Work task ▸ Below are the records; locate each line with the word "crates" and copy it.

Collected data entries:

━━━━━━━━

//! Convert markdown into block objects for a block-based content API.
//!
//! ```
//! let blocks = md2notion::markdown_to_blocks("# Title\n\nSome **bold** text.");
//! assert_eq!(blocks[0].kind(), "heading_1");
//! assert_eq!(blocks[1].kind(), "paragraph");
//! ```

pub mod ast;
pub mod block;
mod config;
mod convert;
mod inline;
mod paragraph;
mod parser;

pub use ast::{ListItem, Node, Phrasing, Root};
pub use block::{Annotations, Block, RichText};
pub use config::{Config, ConfigError, MarkdownConfig, OutputConfig};
pub use convert::{ConvertError, convert_document, convert_inline_only, dispatch_node};
pub use inline::{Style, resolve_children, resolve_inline};
pub use paragraph::segment_paragraph;

/// Parse markdown text into a document tree using default config.
pub fn parse(markdown: &str) -> Root {
    parse_with_config(markdown, &Config::compiled_default())
}

/// Parse markdown text into a document tree with custom config.
pub fn parse_with_config(markdown: &str, config: &Config) -> Root {
    parser::parse(markdown, &config.markdown)
}

/// Convert markdown to blocks using default config.
pub fn markdown_to_blocks(markdown: &str) -> Vec<Block> {
    markdown_to_blocks_with_config(markdown, &Config::compiled_default())
}

/// Convert markdown to blocks with custom config.
pub fn markdown_to_blocks_with_config(markdown: &str, config: &Config) -> Vec<Block> {
    convert_document(&parse_with_config(markdown, config))
}

/// Convert single-paragraph markdown to rich text using default config.
pub fn markdown_to_rich_text(markdown: &str) -> Result<Vec<RichText>, ConvertError> {
    markdown_to_rich_text_with_config(markdown, &Config::compiled_default())
}

/// Convert single-paragraph markdown to rich text with custom config.
pub fn markdown_to_rich_text_with_config(
    markdown: &str,
    config: &Config,
) -> Result<Vec<RichText>, ConvertError> {
    convert_inline_only(&parse_with_config(markdown, config))
}
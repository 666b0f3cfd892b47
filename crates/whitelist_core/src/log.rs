//! Per-connection event log.
//!
//! Each managed connection keeps a bounded history of lifecycle events. The
//! status classifier reads it to decide whether a server is unreachable, and
//! operators read it for diagnostics. Entries are also forwarded to `tracing`
//! so that long-term retention is the subscriber's job, not ours.

use chrono::{DateTime, Utc};
use parking_lot::Mutex;
use serde::{Deserialize, Serialize};
use std::collections::VecDeque;
use tokio::time::Instant;
use tracing::{error, info, warn};

/// Severity of a log entry.
#[derive(Debug, Clone, Copy, PartialEq, Eq, Serialize, Deserialize)]
#[serde(rename_all = "lowercase")]
pub enum LogLevel {
    Info,
    Warning,
    Error,
}

/// A single recorded event.
#[derive(Debug, Clone)]
pub struct LogEntry {
    pub message: String,
    pub level: LogLevel,
    /// Wall-clock time, for display.
    pub timestamp: DateTime<Utc>,
    /// Monotonic time, for age comparisons.
    pub recorded_at: Instant,
}

impl LogEntry {
    pub fn is_error(&self) -> bool {
        self.level == LogLevel::Error
    }
}

/// Bounded, append-only log. Oldest entries are evicted once `capacity` is
/// reached.
#[derive(Debug)]
pub struct EventLog {
    server_id: String,
    capacity: usize,
    entries: Mutex<VecDeque<LogEntry>>,
}

impl EventLog {
    pub fn new(server_id: impl Into<String>, capacity: usize) -> Self {
        let capacity = capacity.max(1);
        Self {
            server_id: server_id.into(),
            capacity,
            entries: Mutex::new(VecDeque::with_capacity(capacity.min(64))),
        }
    }

    pub fn info(&self, message: impl Into<String>) {
        self.push(LogLevel::Info, message.into());
    }

    pub fn warning(&self, message: impl Into<String>) {
        self.push(LogLevel::Warning, message.into());
    }

    pub fn error(&self, message: impl Into<String>) {
        self.push(LogLevel::Error, message.into());
    }

    pub fn push(&self, level: LogLevel, message: String) {
        match level {
            LogLevel::Info => info!(server = %self.server_id, "{}", message),
            LogLevel::Warning => warn!(server = %self.server_id, "{}", message),
            LogLevel::Error => error!(server = %self.server_id, "{}", message),
        }

        let entry = LogEntry {
            message,
            level,
            timestamp: Utc::now(),
            recorded_at: Instant::now(),
        };

        let mut entries = self.entries.lock();
        if entries.len() == self.capacity {
            entries.pop_front();
        }
        entries.push_back(entry);
    }

    /// Newest entry, if any.
    pub fn last(&self) -> Option<LogEntry> {
        self.entries.lock().back().cloned()
    }

    /// Newest entry with the given level.
    pub fn last_of(&self, level: LogLevel) -> Option<LogEntry> {
        self.entries
            .lock()
            .iter()
            .rev()
            .find(|entry| entry.level == level)
            .cloned()
    }

    /// Snapshot of all retained entries, oldest first.
    pub fn entries(&self) -> Vec<LogEntry> {
        self.entries.lock().iter().cloned().collect()
    }

    pub fn len(&self) -> usize {
        self.entries.lock().len()
    }

    pub fn is_empty(&self) -> bool {
        self.entries.lock().is_empty()
    }

    pub fn capacity(&self) -> usize {
        self.capacity
    }
}
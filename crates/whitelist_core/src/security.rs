//! Outbound connection gate.
//!
//! Every connection attempt is checked here first so that user-supplied
//! server addresses cannot be used to reach hosts on the local network.
//!
//! The rule set is a fixed blocklist and is known to be incomplete:
//! IPv4 link-local (`169.254.0.0/16`), IPv6 unique-local (`fc00::/7`),
//! IPv4-mapped IPv6 loopback and other reserved ranges are *not* rejected.
//! Existing deployments depend on exactly this behavior, so the list is kept
//! as is.

use std::net::IpAddr;

/// Returns `true` when `address` must not be connected to.
///
/// `address` must be an IP literal. Hostnames are never resolved and are
/// always treated as unsafe.
pub fn is_unsafe_target(address: &str) -> bool {
    match address.parse::<IpAddr>() {
        Err(_) => true,
        Ok(IpAddr::V4(ip)) => {
            let [a, b, _, _] = ip.octets();
            a == 10 || (a == 172 && (16..=31).contains(&b)) || (a == 192 && b == 168) || a == 127
        }
        // Only the canonical literal is matched, not other spellings of ::1.
        Ok(IpAddr::V6(_)) => address == "::1",
    }
}
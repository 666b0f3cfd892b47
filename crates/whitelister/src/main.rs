//! Whitelister command line entry point
//!
//! Loads the configuration, sets up logging and runs one command against the
//! configured game servers. Every open RCON session is closed before exit.

mod app;
mod cli;
mod config;
mod logging;
mod signals;

use anyhow::{anyhow, Result};
use app::Application;
use clap::Parser;
use cli::Args;
use config::AppConfig;
use std::process::ExitCode;
use tracing::info;

#[tokio::main]
async fn main() -> Result<ExitCode> {
    let args = Args::parse();

    // Configuration comes first so logging can honor it.
    let mut config = AppConfig::load_from_file(&args.config).await?;

    if let Some(log_level) = args.log_level {
        config.logging.level = log_level;
    }
    if args.json_logs {
        config.logging.json_format = true;
    }

    config
        .validate()
        .map_err(|e| anyhow!("Configuration validation failed: {e}"))?;

    logging::setup_logging(&config.logging)?;
    info!(
        "📂 Config: {} | Servers: {}",
        args.config.display(),
        config.servers.len()
    );

    let app = Application::new(config);
    let result = app.execute(args.command).await;
    app.shutdown().await;

    let report = result?;
    if !report.output.is_empty() {
        println!("{}", report.output);
    }

    Ok(if report.success {
        ExitCode::SUCCESS
    } else {
        ExitCode::FAILURE
    })
}
/// Owns the administrative session to one remote server.
///
/// All session work (connecting, commands, stopping and rebuilding) is
/// serialized through one async lock, so concurrent callers never open a
/// second session and `stop()` always sees the outcome of an in-flight
/// connect.
pub struct ManagedConnection {
    id: String,
    this: Weak<ManagedConnection>,
    registry: Weak<RegistryInner>,
    transport: Arc<dyn AdminTransport>,
    settings: Arc<ConnectionSettings>,
    slot: AsyncMutex<SessionSlot>,
    /// Mirror of the slot's address for synchronous readers.
    address: Mutex<ServerAddress>,
    keep_alive_until: Mutex<Option<Instant>>,
    last_success: Mutex<Option<LastSuccess>>,
    supervisor: Mutex<Option<JoinHandle<()>>>,
    /// Completed dials, successful or not.
    attempts: AtomicU64,
    state: watch::Sender<ConnectionState>,
    log: EventLog,
}

impl ManagedConnection {
    pub(crate) fn new(
        id: String,
        address: ServerAddress,
        credential: Credential,
        transport: Arc<dyn AdminTransport>,
        settings: Arc<ConnectionSettings>,
        registry: Weak<RegistryInner>,
    ) -> Arc<Self> {
        let (state, _) = watch::channel(ConnectionState::Idle);
        let log = EventLog::new(id.clone(), settings.log_capacity);

        Arc::new_cyclic(|this| Self {
            this: this.clone(),
            registry,
            transport,
            settings,
            slot: AsyncMutex::new(SessionSlot {
                address: address.clone(),
                credential,
                session: None,
                generation: 0,
                epoch: 0,
                destroyed: false,
            }),
            address: Mutex::new(address),
            keep_alive_until: Mutex::new(None),
            last_success: Mutex::new(None),
            supervisor: Mutex::new(None),
            attempts: AtomicU64::new(0),
            state,
            log,
            id,
        })
    }

    pub fn id(&self) -> &str {
        &self.id
    }

    pub fn address(&self) -> ServerAddress {
        self.address.lock().clone()
    }

    pub fn log(&self) -> &EventLog {
        &self.log
    }

    pub fn state(&self) -> ConnectionState {
        *self.state.borrow()
    }

    /// Receives every state transition from now on.
    pub fn subscribe_state(&self) -> watch::Receiver<ConnectionState> {
        self.state.subscribe()
    }

    pub fn is_authenticated(&self) -> bool {
        self.state().is_authenticated()
    }

    /// Number of times the session slot has been rebuilt for new parameters.
    pub async fn session_generation(&self) -> u64 {
        self.slot.lock().await.generation
    }

    /// `now` while authenticated, otherwise the time of the last successful
    /// authentication, or `None` if there never was one.
    pub fn last_successful_connection(&self) -> Option<Instant> {
        if self.is_authenticated() {
            return Some(Instant::now());
        }
        self.last_success.lock().map(|success| success.at)
    }

    /// Wall-clock counterpart of [`last_successful_connection`](Self::last_successful_connection).
    pub fn last_successful_connection_at(&self) -> Option<DateTime<Utc>> {
        if self.is_authenticated() {
            return Some(Utc::now());
        }
        self.last_success.lock().map(|success| success.wall)
    }

    /// Makes sure an authenticated session exists.
    ///
    /// Failures are recorded in the event log and never returned; check
    /// [`state`](Self::state) or the log to learn the outcome. A caller that
    /// waited for another dial to finish takes that outcome instead of
    /// dialing again.
    #[instrument(skip_all, fields(server = %self.id))]
    pub async fn create_connection(&self) {
        let attempts = self.attempts.load(Ordering::Acquire);
        let mut slot = self.slot.lock().await;
        if self.attempts.load(Ordering::Acquire) != attempts {
            debug!("Connect attempt on {} finished while waiting", self.id);
            return;
        }
        self.connect_locked(&mut slot).await;
    }

    /// Opens a keep-alive window of `window` and connects if needed. While
    /// the window runs, a remote close does not trigger an automatic
    /// reconnect.
    pub async fn create_timed_connection(&self, window: Duration) {
        *self.keep_alive_until.lock() = Some(Instant::now() + window);
        if !self.is_authenticated() {
            self.create_connection().await;
        }
    }

    /// Timed connection followed by a freshness check: returns whether the
    /// server authenticated within the last `window`.
    pub async fn ensure_session(&self, window: Duration) -> bool {
        self.create_timed_connection(window).await;
        self.last_successful_connection()
            .is_some_and(|at| Instant::now().saturating_duration_since(at) <= window)
    }

    /// Closes the session, if any, and cancels the keep-alive window.
    ///
    /// Waits for an in-flight connect to finish so that its session is closed
    /// as well.
    pub async fn stop(&self) {
        *self.keep_alive_until.lock() = None;
        let mut slot = self.slot.lock().await;
        self.stop_locked(&mut slot).await;
    }

    /// Applies edited server parameters. Identical parameters are ignored;
    /// anything else stops the current session and starts over with a fresh
    /// slot in the `Idle` state.
    #[instrument(skip_all, fields(server = %self.id))]
    pub async fn update_server_data(&self, address: ServerAddress, credential: Credential) {
        let mut slot = self.slot.lock().await;
        if slot.address == address && slot.credential == credential {
            return;
        }

        if slot.address != address {
            self.log.info(format!(
                "Server address changed from {} to {}",
                slot.address, address
            ));
        }
        if slot.credential != credential {
            self.log.info("Server credential changed");
        }

        *self.keep_alive_until.lock() = None;
        self.stop_locked(&mut slot).await;

        *slot = SessionSlot {
            address: address.clone(),
            credential,
            session: None,
            generation: slot.generation + 1,
            epoch: slot.epoch,
            destroyed: slot.destroyed,
        };
        *self.address.lock() = address;
        self.state.send_replace(ConnectionState::Idle);
    }

    /// Stops the manager and removes it from the registry. A destroyed
    /// manager never connects again.
    pub async fn destroy(&self) {
        self.log.info("Destroying connection manager");
        *self.keep_alive_until.lock() = None;
        {
            let mut slot = self.slot.lock().await;
            self.stop_locked(&mut slot).await;
            slot.destroyed = true;
        }

        if let Some(registry) = self.registry.upgrade() {
            registry
                .connections
                .remove_if(&self.id, |_, existing| std::ptr::eq(Arc::as_ptr(existing), self));
        }
    }

    pub async fn whitelist_player(&self, player: &str) -> AddOutcome {
        if !is_valid_player_name(player) {
            let err = ConnectionError::InvalidPlayerName(player.to_string());
            self.log.error(format!("Cannot whitelist player: {err}"));
            return AddOutcome::Failed;
        }

        let dialect = &self.settings.dialect;
        let reply = match self.send_command(&dialect.add_command_for(player)).await {
            Ok(reply) => reply,
            Err(e) => {
                self.log.error(format!("Failed to whitelist {player}: {e}"));
                return AddOutcome::Failed;
            }
        };

        let outcome = dialect.classify_add(&reply);
        match outcome {
            AddOutcome::Added => self.log.info(format!("Whitelisted {player}")),
            AddOutcome::AlreadyPresent => {
                self.log.warning(format!("{player} is already whitelisted"))
            }
            AddOutcome::Failed => {
                let err = ConnectionError::ProtocolAnomaly { reply };
                self.log.error(format!("Failed to whitelist {player}: {err}"));
            }
        }
        outcome
    }

    pub async fn unwhitelist_player(&self, player: &str) -> RemoveOutcome {
        if !is_valid_player_name(player) {
            let err = ConnectionError::InvalidPlayerName(player.to_string());
            self.log.error(format!("Cannot remove player from whitelist: {err}"));
            return RemoveOutcome::Failed;
        }

        let dialect = &self.settings.dialect;
        let reply = match self.send_command(&dialect.remove_command_for(player)).await {
            Ok(reply) => reply,
            Err(e) => {
                self.log.error(format!("Failed to remove {player} from whitelist: {e}"));
                return RemoveOutcome::Failed;
            }
        };

        let outcome = dialect.classify_remove(&reply);
        match outcome {
            RemoveOutcome::Removed => self.log.info(format!("Removed {player} from whitelist")),
            RemoveOutcome::AlreadyAbsent => {
                self.log.warning(format!("{player} is not whitelisted"))
            }
            RemoveOutcome::Failed => {
                let err = ConnectionError::ProtocolAnomaly { reply };
                self.log.error(format!("Failed to remove {player} from whitelist: {err}"));
            }
        }
        outcome
    }

    /// Player names currently on the whitelist. Empty on any failure.
    pub async fn get_whitelisted_players(&self) -> Vec<String> {
        let reply = match self.send_command(&self.settings.dialect.list_command).await {
            Ok(reply) => reply,
            Err(e) => {
                self.log.error(format!("Failed to list whitelisted players: {e}"));
                return Vec::new();
            }
        };

        match parse_player_list(&reply) {
            Some(players) => players,
            None => {
                self.log.warning(format!("Whitelist reply has no player list: {reply:?}"));
                Vec::new()
            }
        }
    }

    async fn send_command(&self, command: &str) -> ConnectionResult<String> {
        let mut slot = self.slot.lock().await;
        let session = slot.session.as_mut().ok_or(TransportError::NotConnected)?;
        Ok(session.send_command(command).await?)
    }

    fn keep_alive_active(&self) -> bool {
        self.keep_alive_until
            .lock()
            .is_some_and(|until| Instant::now() < until)
    }

    async fn connect_locked(&self, slot: &mut SessionSlot) {
        if slot.destroyed {
            debug!("Ignoring connect request on destroyed manager {}", self.id);
            return;
        }
        if slot.session.is_some() && self.is_authenticated() {
            return;
        }

        if is_unsafe_target(&slot.address.host) {
            let err = ConnectionError::SecurityRejected {
                host: slot.address.host.clone(),
            };
            self.log.error(err.to_string());
            return;
        }

        self.log.info(format!("Creating connection to {}", slot.address));
        self.state.send_replace(ConnectionState::Connecting);

        let result = self.transport.connect(&slot.address, &slot.credential).await;
        self.attempts.fetch_add(1, Ordering::AcqRel);

        match result {
            Ok(EstablishedSession { session, signals }) => {
                slot.session = Some(session);
                slot.epoch += 1;
                *self.last_success.lock() = Some(LastSuccess {
                    at: Instant::now(),
                    wall: Utc::now(),
                });
                self.state.send_replace(ConnectionState::Authenticated);
                self.log.info(format!("Authenticated with {}", slot.address));
                self.supervise(slot.epoch, signals);
            }
            Err(e) => {
                let err = ConnectionError::from(e);
                self.log
                    .error(format!("Failed to connect to {}: {err}", slot.address));
                self.state.send_replace(ConnectionState::Closed);
            }
        }
    }

    async fn stop_locked(&self, slot: &mut SessionSlot) {
        if let Some(supervisor) = self.supervisor.lock().take() {
            supervisor.abort();
        }

        if let Some(mut session) = slot.session.take() {
            match session.close().await {
                Ok(()) => self.log.info("Connection closed"),
                Err(e) => self.log.error(format!("Failed to close connection: {e}")),
            }
            self.state.send_replace(ConnectionState::Closed);
        }
    }

    /// Spawns the task that waits for the remote side to end the session.
    fn supervise(&self, epoch: u64, signals: oneshot::Receiver<SessionSignal>) {
        let this = self.this.clone();
        let handle = tokio::spawn(async move {
            // A dropped sender means the session went away without saying why.
            let signal = signals.await.unwrap_or(SessionSignal::Closed);
            if let Some(connection) = this.upgrade() {
                connection.handle_session_end(epoch, signal).await;
            }
        });

        if let Some(previous) = self.supervisor.lock().replace(handle) {
            previous.abort();
        }
    }

    async fn handle_session_end(&self, epoch: u64, signal: SessionSignal) {
        let mut slot = self.slot.lock().await;
        if slot.epoch != epoch || slot.session.is_none() {
            return;
        }
        slot.session = None;
        // This task is the supervisor; dropping the handle does not abort it.
        self.supervisor.lock().take();

        match signal {
            SessionSignal::Closed => self.log.info("Connection closed by remote server"),
            SessionSignal::Error(e) => self.log.error(format!("Connection error: {e}")),
        }
        self.state.send_replace(ConnectionState::Closed);

        if self.keep_alive_active() {
            debug!("Deferring reconnect of {} while kept alive", self.id);
            return;
        }
        self.connect_locked(&mut slot).await;
    }
}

━━━━━━━━

Task response ▸
filename crates/whitelist_core/src/log.rs
filename crates/whitelist_core/src/security.rs
filename crates/whitelister/src/main.rs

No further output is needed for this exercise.